“H. A. Salim soeka doedoek.
Waktoe kapal (“J. P. Coen”) maoe berangkat dari pelaboehan Port Said, penoempang2mengadakan pesta. Pada ketika itoe pemimpin jang terdeboet (Kjai H. A. Salim) doedoek [sadja] dan lain2 penoempang sama mengenal dia. Mereka itoe mengadjak dia akan mengikoeti pesta itoe. – kata correspondents.Moesik memboenjikan lagoe “Wilhelmus”. Sekaliannja kaoem pesta sama berdiri boeat menghormat lagoe itoe, ketjoeali H. A. Salim jang tetap doedoek.
Mereka laloe mengadoekan hal jang kedjadian itoe kepada kapiten kapal.
Atas pertanjaan, mengapakah Kjai H. A. Salim tidak toeroet berdiri, maka didjawabnja: “Tempat itoe tempat kesenangan dan pesta-pestaan; siapa soeka boleh toeroet, jang tidak soeka boleh tinggal diam!”
Sekianlah verslag interview correspondent s. k. ‘Al-Ahram’di Cairo (F[adjar] Asia.]
Orang berdiri waktoe membatja barzandji Mauloed Nabi, bi’ah semoeanja, kata ahli agama dan neraka tantangannya.
Orang disoeroeh berdiri waktoe melagoekan Wilhelmina, atau diminta berdiri ketika lagoe ‘national’ dinjanjikan, apa poela hoekoemanja?

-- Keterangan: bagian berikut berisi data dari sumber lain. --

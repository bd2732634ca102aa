//! Side effects on protocol events, and the `print` debugging aid.

use std::{fmt::Debug, sync::Arc};

use crate::{
  demand::Demand,
  publisher::Publisher,
  subscriber::{Completion, Subscriber},
  subscription::{BoxedSubscription, Subscription},
};

type Hook<T> = Option<Arc<dyn Fn(T) + Send + Sync>>;

/// Callbacks for the events flowing through a `handle_events` stage. Every
/// callback is optional.
pub struct EventHooks<Item, Err> {
  subscription: Hook<()>,
  value: Option<Arc<dyn Fn(&Item) + Send + Sync>>,
  completion: Option<Arc<dyn Fn(&Completion<Err>) + Send + Sync>>,
  cancel: Hook<()>,
  request: Hook<Demand>,
}

impl<Item, Err> Clone for EventHooks<Item, Err> {
  fn clone(&self) -> Self {
    EventHooks {
      subscription: self.subscription.clone(),
      value: self.value.clone(),
      completion: self.completion.clone(),
      cancel: self.cancel.clone(),
      request: self.request.clone(),
    }
  }
}

impl<Item, Err> Default for EventHooks<Item, Err> {
  fn default() -> Self {
    EventHooks { subscription: None, value: None, completion: None, cancel: None, request: None }
  }
}

impl<Item, Err> EventHooks<Item, Err> {
  pub fn new() -> Self { Self::default() }

  pub fn on_subscription(mut self, f: impl Fn() + Send + Sync + 'static) -> Self {
    self.subscription = Some(Arc::new(move |()| f()));
    self
  }

  pub fn on_value(mut self, f: impl Fn(&Item) + Send + Sync + 'static) -> Self {
    self.value = Some(Arc::new(f));
    self
  }

  pub fn on_completion(mut self, f: impl Fn(&Completion<Err>) + Send + Sync + 'static) -> Self {
    self.completion = Some(Arc::new(f));
    self
  }

  pub fn on_cancel(mut self, f: impl Fn() + Send + Sync + 'static) -> Self {
    self.cancel = Some(Arc::new(move |()| f()));
    self
  }

  /// Called for every demand sent upstream, including demand returned from
  /// `receive`.
  pub fn on_request(mut self, f: impl Fn(Demand) + Send + Sync + 'static) -> Self {
    self.request = Some(Arc::new(f));
    self
  }
}

impl<Item, Err> EventHooks<Item, Err>
where
  Item: Debug + 'static,
  Err: Debug + 'static,
{
  /// Hooks logging every event at info level under the `rxstream::print`
  /// target.
  pub fn print(prefix: impl Into<String>) -> Self {
    let prefix: Arc<str> = prefix.into().into();
    let (p1, p2, p3, p4, p5) =
      (prefix.clone(), prefix.clone(), prefix.clone(), prefix.clone(), prefix);
    EventHooks::new()
      .on_subscription(move || log_event(&p1, format_args!("receive subscription")))
      .on_request(move |d| log_event(&p2, format_args!("request {d:?}")))
      .on_value(move |v| log_event(&p3, format_args!("receive value: {v:?}")))
      .on_completion(move |c| match c {
        Completion::Finished => log_event(&p4, format_args!("receive finished")),
        Completion::Failed(e) => log_event(&p4, format_args!("receive error: {e:?}")),
      })
      .on_cancel(move || log_event(&p5, format_args!("receive cancel")))
  }
}

fn log_event(prefix: &str, event: std::fmt::Arguments<'_>) {
  tracing::info!(target: "rxstream::print", "{prefix}: {event}");
}

/// Runs [`EventHooks`] as events pass, without altering them.
pub struct HandleEventsOp<S: Publisher> {
  pub(crate) source: S,
  pub(crate) hooks: EventHooks<S::Item, S::Err>,
}

impl<S: Publisher + Clone> Clone for HandleEventsOp<S> {
  fn clone(&self) -> Self {
    HandleEventsOp { source: self.source.clone(), hooks: self.hooks.clone() }
  }
}

impl<S> Publisher for HandleEventsOp<S>
where
  S: Publisher,
  S::Item: 'static,
  S::Err: 'static,
{
  type Item = S::Item;
  type Err = S::Err;

  fn subscribe<O>(&self, subscriber: O)
  where
    O: Subscriber<S::Item, S::Err> + 'static,
  {
    self.source.subscribe(HandleEventsSubscriber { subscriber, hooks: self.hooks.clone() })
  }
}

struct HandleEventsSubscriber<O, Item, Err> {
  subscriber: O,
  hooks: EventHooks<Item, Err>,
}

impl<O, Item, Err> Subscriber<Item, Err> for HandleEventsSubscriber<O, Item, Err>
where
  O: Subscriber<Item, Err>,
{
  fn receive_subscription(&mut self, subscription: BoxedSubscription) {
    if let Some(f) = &self.hooks.subscription {
      f(());
    }
    let hooked = HookedSubscription {
      inner: subscription,
      cancel: self.hooks.cancel.clone(),
      request: self.hooks.request.clone(),
    };
    self.subscriber.receive_subscription(Arc::new(hooked))
  }

  fn receive(&mut self, value: Item) -> Demand {
    if let Some(f) = &self.hooks.value {
      f(&value);
    }
    let more = self.subscriber.receive(value);
    if let (Some(f), false) = (&self.hooks.request, more.is_none()) {
      f(more);
    }
    more
  }

  fn receive_completion(&mut self, completion: Completion<Err>) {
    if let Some(f) = &self.hooks.completion {
      f(&completion);
    }
    self.subscriber.receive_completion(completion)
  }
}

struct HookedSubscription {
  inner: BoxedSubscription,
  cancel: Hook<()>,
  request: Hook<Demand>,
}

impl Subscription for HookedSubscription {
  fn request(&self, demand: Demand) {
    if let Some(f) = &self.request {
      f(demand);
    }
    self.inner.request(demand)
  }

  fn cancel(&self) {
    if let Some(f) = &self.cancel {
      f(());
    }
    self.inner.cancel()
  }
}
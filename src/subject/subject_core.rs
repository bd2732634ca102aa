use std::sync::{Arc, Weak};

use parking_lot::Mutex;

use super::subscribers::{broadcast_completion, Subscribers};
use crate::{
  demand::Demand,
  subscriber::{Completion, Subscriber},
  subscription::{EmptySubscription, Emitter, Subscription},
};

/// Observes the downstream side of a subject. Used by `share` to fold demand
/// upstream and to disconnect once nobody listens.
pub(crate) trait SubjectHooks: Send + Sync {
  fn demand_changed(&self);

  fn detached(&self);
}

/// What a subject hands to each new subscriber before live values.
pub(crate) trait Replay<Item>: Send + 'static {
  fn replay(&self) -> Option<Item>;

  fn record(&mut self, value: &Item);
}

/// Nothing is replayed.
pub(crate) struct NoReplay;

impl<Item> Replay<Item> for NoReplay {
  fn replay(&self) -> Option<Item> { None }

  fn record(&mut self, _value: &Item) {}
}

/// The latest value is replayed. Always holds one.
pub(crate) struct Latest<Item>(pub(crate) Item);

impl<Item: Clone + Send + 'static> Replay<Item> for Latest<Item> {
  fn replay(&self) -> Option<Item> { Some(self.0.clone()) }

  fn record(&mut self, value: &Item) { self.0 = value.clone() }
}

struct CoreState<Item, Err, R> {
  subscribers: Subscribers<Item, Err>,
  terminal: Option<Completion<Err>>,
  replay: R,
  upstreams: Vec<crate::subscription::BoxedSubscription>,
}

/// State shared by every handle of one subject.
///
/// Values are offered to each subscriber against its own demand; a subscriber
/// without credit misses the value. A completion detaches everyone and is
/// replayed to anyone subscribing later.
pub(crate) struct SubjectCore<Item, Err, R = NoReplay> {
  state: Mutex<CoreState<Item, Err, R>>,
  hooks: Option<Weak<dyn SubjectHooks>>,
}

impl<Item, Err> SubjectCore<Item, Err> {
  pub(crate) fn with_hooks(hooks: Weak<dyn SubjectHooks>) -> Self {
    SubjectCore { hooks: Some(hooks), ..Self::new(NoReplay) }
  }
}

impl<Item: Clone, Err> SubjectCore<Item, Err, Latest<Item>> {
  pub(crate) fn current(&self) -> Item { self.state.lock().replay.0.clone() }
}

impl<Item, Err, R> SubjectCore<Item, Err, R> {
  pub(crate) fn new(replay: R) -> Self {
    SubjectCore {
      state: Mutex::new(CoreState {
        subscribers: Subscribers::default(),
        terminal: None,
        replay,
        upstreams: vec![],
      }),
      hooks: None,
    }
  }

  pub(crate) fn subscriber_count(&self) -> usize { self.state.lock().subscribers.len() }

  pub(crate) fn max_outstanding(&self) -> Demand { self.state.lock().subscribers.max_outstanding() }

  pub(crate) fn is_terminated(&self) -> bool { self.state.lock().terminal.is_some() }

  fn hooks(&self) -> Option<Arc<dyn SubjectHooks>> { self.hooks.as_ref().and_then(Weak::upgrade) }

  fn detach(&self, id: usize) {
    let removed = self.state.lock().subscribers.remove(id);
    if removed.is_some() {
      if let Some(hooks) = self.hooks() {
        hooks.detached();
      }
    }
  }
}

impl<Item, Err, R> SubjectCore<Item, Err, R>
where
  Item: Clone + Send + 'static,
  Err: Clone + Send + 'static,
  R: Replay<Item>,
{
  pub(crate) fn subscribe<S>(self: &Arc<Self>, subscriber: S)
  where
    S: Subscriber<Item, Err> + 'static,
  {
    let emitter = Arc::new(Emitter::new(subscriber));
    if let Some(hooks) = self.hooks.clone() {
      emitter.set_demand_hook(Arc::new(move |_| {
        if let Some(hooks) = hooks.upgrade() {
          hooks.demand_changed();
        }
      }));
    }
    let registered = {
      let mut state = self.state.lock();
      match &state.terminal {
        Some(completion) => Err(completion.clone()),
        None => {
          if let Some(v) = state.replay.replay() {
            emitter.enqueue(v);
          }
          Ok(state.subscribers.add(emitter.clone()))
        }
      }
    };
    match registered {
      Ok(id) => {
        let subscription = SubjectSubscription {
          core: Arc::downgrade(self),
          emitter: Arc::downgrade(&emitter),
          id,
        };
        emitter.start(Arc::new(subscription));
      }
      Err(completion) => {
        emitter.start(EmptySubscription::boxed());
        emitter.finish(completion);
      }
    }
  }

  pub(crate) fn send(&self, value: Item) {
    let taken = {
      let mut state = self.state.lock();
      if state.terminal.is_some() {
        return;
      }
      state.replay.record(&value);
      state.subscribers.offer_all(value)
    };
    taken.iter().for_each(|e| e.drain());
  }

  pub(crate) fn send_completion(&self, completion: Completion<Err>) {
    let emitters = {
      let mut state = self.state.lock();
      if state.terminal.is_some() {
        return;
      }
      state.terminal = Some(completion.clone());
      state.upstreams.clear();
      state.subscribers.take_all()
    };
    tracing::trace!(subscribers = emitters.len(), failed = completion.is_failed(), "subject terminated");
    broadcast_completion(emitters, completion);
  }

  /// Keeps a publisher that drives this subject, asking it for everything.
  pub(crate) fn attach_upstream(&self, subscription: crate::subscription::BoxedSubscription) {
    let accepted = {
      let mut state = self.state.lock();
      if state.terminal.is_none() {
        state.upstreams.push(subscription.clone());
        true
      } else {
        false
      }
    };
    if accepted {
      subscription.request(Demand::Unlimited);
    } else {
      subscription.cancel();
    }
  }
}

struct SubjectSubscription<Item, Err, R> {
  core: Weak<SubjectCore<Item, Err, R>>,
  emitter: Weak<Emitter<Item, Err>>,
  id: usize,
}

impl<Item, Err, R> Subscription for SubjectSubscription<Item, Err, R>
where
  Item: Send,
  Err: Send,
  R: Send,
{
  fn request(&self, demand: Demand) {
    if let Some(emitter) = self.emitter.upgrade() {
      emitter.request(demand);
    }
    if let Some(hooks) = self.core.upgrade().and_then(|core| core.hooks()) {
      hooks.demand_changed();
    }
  }

  fn cancel(&self) {
    if let Some(emitter) = self.emitter.upgrade() {
      emitter.close();
    }
    if let Some(core) = self.core.upgrade() {
      core.detach(self.id);
    }
  }
}
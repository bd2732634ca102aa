use std::sync::Arc;

use super::relay::{Relay, RelayUpstream};
use crate::{
  demand::Demand,
  publisher::{Publisher, Sequence},
  subscriber::{Completion, Subscriber},
  subscription::{BoxedSubscription, UpstreamSlot},
};

/// Emits `values` first, then subscribes to the source.
///
/// The source is not subscribed before every prepended value was delivered,
/// so a cold source does no work for a subscriber that never asks that far.
pub struct PrependOp<S, Item> {
  pub(crate) source: S,
  pub(crate) values: Vec<Item>,
}

impl<S: Clone, Item: Clone> Clone for PrependOp<S, Item> {
  fn clone(&self) -> Self { PrependOp { source: self.source.clone(), values: self.values.clone() } }
}

impl<S, Item> Publisher for PrependOp<S, Item>
where
  S: Publisher<Item = Item> + Clone + Send + 'static,
  Item: Clone + Send + 'static,
  S::Err: Send + 'static,
{
  type Item = Item;
  type Err = S::Err;

  fn subscribe<O>(&self, subscriber: O)
  where
    O: Subscriber<Item, S::Err> + 'static,
  {
    let relay = Relay::start(subscriber);
    let slot = relay.attach();
    Sequence::<_, S::Err>::new(self.values.clone()).subscribe(PrefixUpstream {
      relay,
      slot,
      source: self.source.clone(),
    })
  }
}

struct PrefixUpstream<S: Publisher> {
  relay: Arc<Relay<S::Item, S::Err>>,
  slot: Arc<UpstreamSlot>,
  source: S,
}

impl<S> Subscriber<S::Item, S::Err> for PrefixUpstream<S>
where
  S: Publisher + Send + 'static,
  S::Item: Send + 'static,
  S::Err: Send + 'static,
{
  fn receive_subscription(&mut self, subscription: BoxedSubscription) {
    self.relay.connected(&self.slot, subscription)
  }

  fn receive(&mut self, value: S::Item) -> Demand {
    self.relay.emitter.push(value);
    Demand::NONE
  }

  fn receive_completion(&mut self, completion: Completion<S::Err>) {
    self.slot.release();
    match completion {
      Completion::Finished if self.relay.is_live() => {
        let slot = self.relay.attach();
        self.source.subscribe(RelayUpstream { relay: self.relay.clone(), slot });
      }
      Completion::Finished => {}
      failed => self.relay.emitter.finish(failed),
    }
  }
}
//! Bridge from a [`Publisher`] into a `futures::Stream`.
//!
//! The stream pulls: each poll that finds nothing buffered asks the upstream
//! for exactly one value, so an infinite publisher is safe to consume.
//!
//! ```rust
//! use futures::{executor::block_on, StreamExt};
//! use rxstream::prelude::*;
//!
//! let values: Vec<_> = block_on(from_iter(1..).into_stream().take(3).collect());
//! assert_eq!(values, vec![Ok(1), Ok(2), Ok(3)]);
//! ```

use std::{
  collections::VecDeque,
  pin::Pin,
  sync::Arc,
  task::{Context, Poll, Waker},
};

use futures::Stream;
use parking_lot::Mutex;

use crate::{
  demand::Demand,
  publisher::Publisher,
  subscriber::{Completion, Subscriber},
  subscription::BoxedSubscription,
};

struct StreamState<Item, Err> {
  queue: VecDeque<Result<Item, Err>>,
  waker: Option<Waker>,
  subscription: Option<BoxedSubscription>,
  requested: bool,
  closed: bool,
}

impl<Item, Err> StreamState<Item, Err> {
  fn take_waker(&mut self) -> Option<Waker> { self.waker.take() }
}

/// A `Stream` of `Ok` values, ending with one `Err` if the publisher fails.
/// Dropping the stream cancels the subscription.
pub struct PublisherStream<Item, Err> {
  state: Arc<Mutex<StreamState<Item, Err>>>,
}

impl<Item, Err> PublisherStream<Item, Err>
where
  Item: Send + 'static,
  Err: Send + 'static,
{
  pub(crate) fn new<P>(publisher: &P) -> Self
  where
    P: Publisher<Item = Item, Err = Err>,
  {
    let state = Arc::new(Mutex::new(StreamState {
      queue: VecDeque::new(),
      waker: None,
      subscription: None,
      requested: false,
      closed: false,
    }));
    publisher.subscribe(StreamSubscriber { state: state.clone() });
    PublisherStream { state }
  }
}

impl<Item, Err> Stream for PublisherStream<Item, Err> {
  type Item = Result<Item, Err>;

  fn poll_next(self: Pin<&mut Self>, cx: &mut Context<'_>) -> Poll<Option<Self::Item>> {
    loop {
      let subscription = {
        let mut state = self.state.lock();
        if let Some(item) = state.queue.pop_front() {
          return Poll::Ready(Some(item));
        }
        if state.closed {
          return Poll::Ready(None);
        }
        state.waker = Some(cx.waker().clone());
        match state.subscription.clone() {
          Some(s) if !state.requested => {
            state.requested = true;
            s
          }
          _ => return Poll::Pending,
        }
      };
      subscription.request(Demand::max(1));
    }
  }
}

impl<Item, Err> Drop for PublisherStream<Item, Err> {
  fn drop(&mut self) {
    let subscription = self.state.lock().subscription.take();
    if let Some(s) = subscription {
      s.cancel();
    }
  }
}

struct StreamSubscriber<Item, Err> {
  state: Arc<Mutex<StreamState<Item, Err>>>,
}

impl<Item: Send, Err: Send> Subscriber<Item, Err> for StreamSubscriber<Item, Err> {
  fn receive_subscription(&mut self, subscription: BoxedSubscription) {
    let waker = {
      let mut state = self.state.lock();
      state.subscription = Some(subscription);
      state.take_waker()
    };
    if let Some(w) = waker {
      w.wake();
    }
  }

  fn receive(&mut self, value: Item) -> Demand {
    let waker = {
      let mut state = self.state.lock();
      state.queue.push_back(Ok(value));
      state.requested = false;
      state.take_waker()
    };
    if let Some(w) = waker {
      w.wake();
    }
    Demand::NONE
  }

  fn receive_completion(&mut self, completion: Completion<Err>) {
    let waker = {
      let mut state = self.state.lock();
      if let Completion::Failed(e) = completion {
        state.queue.push_back(Err(e));
      }
      state.closed = true;
      state.subscription = None;
      state.take_waker()
    };
    if let Some(w) = waker {
      w.wake();
    }
  }
}
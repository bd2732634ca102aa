//! Synchronous sources built from iterators.

use std::{convert::Infallible, iter, marker::PhantomData, sync::Arc};

use crate::{
  publisher::Publisher,
  subscriber::{Completion, Subscriber},
  subscription::Emitter,
};

/// Emits the elements of an iterable as demand allows, then finishes.
///
/// Each subscription iterates its own clone of the iterable. The completion
/// follows the last element right away, even when no more demand is left.
///
/// ```
/// use rxstream::prelude::*;
///
/// let seen = std::sync::Arc::new(std::sync::Mutex::new(vec![]));
/// let out = seen.clone();
/// let _handle = from_iter(vec![1, 2, 3]).sink_value(move |v| out.lock().unwrap().push(v));
/// assert_eq!(*seen.lock().unwrap(), vec![1, 2, 3]);
/// ```
pub struct Sequence<I, Err> {
  iterable: I,
  _err: PhantomData<fn() -> Err>,
}

impl<I, Err> Sequence<I, Err> {
  /// A sequence carrying the failure type `Err`, for mixing with fallible
  /// streams. It never actually fails.
  pub fn new(iterable: I) -> Self { Sequence { iterable, _err: PhantomData } }
}

impl<I: Clone, Err> Clone for Sequence<I, Err> {
  fn clone(&self) -> Self { Sequence::new(self.iterable.clone()) }
}

impl<I, Err> Publisher for Sequence<I, Err>
where
  I: IntoIterator + Clone,
  I::IntoIter: Send + 'static,
  I::Item: Send + 'static,
  Err: Send + 'static,
{
  type Item = I::Item;
  type Err = Err;

  fn subscribe<S>(&self, subscriber: S)
  where
    S: Subscriber<I::Item, Err> + 'static,
  {
    let values = self.iterable.clone().into_iter();
    let emitter = Arc::new(Emitter::with_source(subscriber, values, Completion::Finished));
    emitter.start(emitter.clone());
  }
}

/// A sequence over `iterable` that can never fail.
pub fn from_iter<I: IntoIterator>(iterable: I) -> Sequence<I, Infallible> { Sequence::new(iterable) }

/// A single value, then finished.
pub fn just<T>(value: T) -> Sequence<iter::Once<T>, Infallible> { Sequence::new(iter::once(value)) }

/// Finishes without emitting, with any item and failure type.
pub fn empty<T, Err>() -> Sequence<iter::Empty<T>, Err> { Sequence::new(iter::empty()) }

/// Fails right after subscription.
pub struct Fail<Item, Err> {
  error: Err,
  _item: PhantomData<fn() -> Item>,
}

pub fn fail<Item, Err>(error: Err) -> Fail<Item, Err> { Fail { error, _item: PhantomData } }

impl<Item, Err: Clone> Clone for Fail<Item, Err> {
  fn clone(&self) -> Self { fail(self.error.clone()) }
}

impl<Item, Err> Publisher for Fail<Item, Err>
where
  Item: Send + 'static,
  Err: Clone + Send + 'static,
{
  type Item = Item;
  type Err = Err;

  fn subscribe<S>(&self, subscriber: S)
  where
    S: Subscriber<Item, Err> + 'static,
  {
    let emitter = Arc::new(Emitter::new(subscriber));
    emitter.start(emitter.clone());
    emitter.finish(Completion::Failed(self.error.clone()));
  }
}

#[cfg(test)]
mod test {
  use crate::{prelude::*, test_util::Recorder};

  #[test]
  fn honours_demand() {
    let rec = Recorder::<i32, _>::new(Demand::max(2));
    from_iter(0..5).subscribe(rec.clone());
    assert_eq!(rec.values(), vec![0, 1]);
    assert!(rec.completion().is_none());
    rec.request(Demand::max(3));
    assert_eq!(rec.values(), vec![0, 1, 2, 3, 4]);
    assert_eq!(rec.completion(), Some(Completion::Finished));
  }

  #[test]
  fn empty_finishes_without_demand() {
    let rec = Recorder::<u8, ()>::new(Demand::NONE);
    empty().subscribe(rec.clone());
    assert_eq!(rec.subscriptions(), 1);
    assert_eq!(rec.completion(), Some(Completion::Finished));
  }

  #[test]
  fn fail_completes_with_the_error() {
    let rec = Recorder::<u8, &str>::new(Demand::NONE);
    fail("nope").subscribe(rec.clone());
    assert_eq!(rec.completion(), Some(Completion::Failed("nope")));
  }

  #[test]
  fn just_emits_one_value() {
    let rec = Recorder::new(Demand::max(1));
    just("hello").subscribe(rec.clone());
    assert_eq!(rec.values(), vec!["hello"]);
    assert_eq!(rec.completion(), Some(Completion::Finished));
  }

  #[test]
  fn cancel_stops_an_endless_sequence() {
    let rec = Recorder::<usize, _>::new(Demand::Unlimited).cancel_after(3);
    from_iter(0..).subscribe(rec.clone());
    assert_eq!(rec.values(), vec![0, 1, 2]);
    assert!(rec.completion().is_none());
  }
}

Sajang beloem ada lagoe jang menjoeroeh orang sama-sama doedoek!”
***
Laporan majalah Pembela Islam (terbit di Bandung), No. 11, TAHOEN 1, Augustus 1930 (hlm. 42) tentang tentang cara Haji Agus Salim memprotes penyanyian lagu kebangsaan Belanda ‘Wilhelmus’ yang menghendaki penghormatan orang Indonesia. Diceritakan dalam berita di atas bahwa kejadian itu berlangsung di sebuah kapal di pelabuhan Port Said.
Berita di atas memberi kesan kepada kita betapa tingginya rasa kebangsaan dan nasionalisme Haji Agus Salim. Namun, sebagaimana terjadi dalam banyak kasus lainnya, beliau melakukan protes dengan cara cerdik dan argumen yang tidak diduga-duga oleh lawan-lawan politiknya atau oleh orang lain. Sangat mungkin kecampinan bersilat lidah itu diturunkan dari ayahnya, Hoofddjaksa Sutan Mohamad Salim, yang berasal dari Minangkabau. Tidaklah berlebihan jika sering orang memuji bahwa si ‘old man’ ini adalah diplomat terulung yang pernah dimiliki oleh Indonesia.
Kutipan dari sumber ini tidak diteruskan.